Post
Topic
Board Bitcoin Discussion
Re: The Barry Silbert segwit2x agreement with >80% miner support.
by
DooMAD
on 11/07/2017, 16:37:38 UTC

I'm saying that in the ideal event of a consensual fork, there's no shift in the balance of power or the consensus mechanism.  

Yeah of course, if there is consensus (at what ever level that is deemed non controversial), then that seems to be just a reinforcing of the current rules - and even a confirmation of an agreement that the rules are working for that particular application.


I'm also saying that in the event of a contentious fork, that could cause an imbalance and you might actually have a valid point (yay for you).  

Of course, I have a point.  This is the crux of the argument to determine at what point (or what consensus) threshold a hardfork would be imposed and still be considered to be safe to write off the minority - 95% seems pretty good for those kinds of scenarios, but of course, it could still work out at a lower consensus threshold, even if it would be more risky. 

(...)

I doubt that we are done yet, and sure, I am o.k. with agreeing to disagree at some point - even if I might not be clear about which parts we are agreeing to disagree about. 

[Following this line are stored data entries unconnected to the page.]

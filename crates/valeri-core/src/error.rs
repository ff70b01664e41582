use thiserror::Error;

#[derive(Debug, Error)]
pub enum ValeriError {
    #[error("Invalid input: {field} — {reason}")]
    InvalidInput { field: String, reason: String },

    #[error("Division by zero in {context}")]
    DivisionByZero { context: String },

    #[error("Arithmetic overflow in {context}")]
    Overflow { context: String },

    #[error("Serialization error: {0}")]
    SerializationError(String),
}

impl From<serde_json::Error> for ValeriError {
    fn from(e: serde_json::Error) -> Self {
        ValeriError::SerializationError(e.to_string())
    }
}
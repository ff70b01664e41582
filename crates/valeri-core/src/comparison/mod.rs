//! Figures derived from finished projections for side-by-side display.

pub mod chart;
pub mod metrics;

pub use chart::{build_chart_series, ChartSeries};
pub use metrics::{comparison_bars, discounted_inflows, ComparisonBars};
pub mod structure;
pub mod wacc;

pub use structure::CapitalStructure;
pub use wacc::compute_wacc;
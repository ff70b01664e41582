pub mod capital;
pub mod error;
pub mod projection;
pub mod time_value;
pub mod types;

#[cfg(feature = "scenarios")]
pub mod scenarios;

#[cfg(feature = "comparison")]
pub mod comparison;

pub use error::ValeriError;
pub use types::*;

/// Standard result type for all valeri operations
pub type ValeriResult<T> = Result<T, ValeriError>;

As long as it's clear that a change in consensus is something entirely different to a change in governance, I'm satisfied.  If a fork does occur, then we can argue some more about which category it falls into.



For the record, by the way, it only needs to be one block to big enough to break the deadlock but it's still a stupid mechanism to secure the hardfork.

It's tricky, because there has to be a method of preventing replay attacks.  Obviously people would be critical of their efforts if they didn't ensure a clean fork.  It's almost as though they're damned if they do and damned if they don't.  And because the blocksize cap itself was rather a crude cludge to begin with, undoing it probably won't be any more graceful.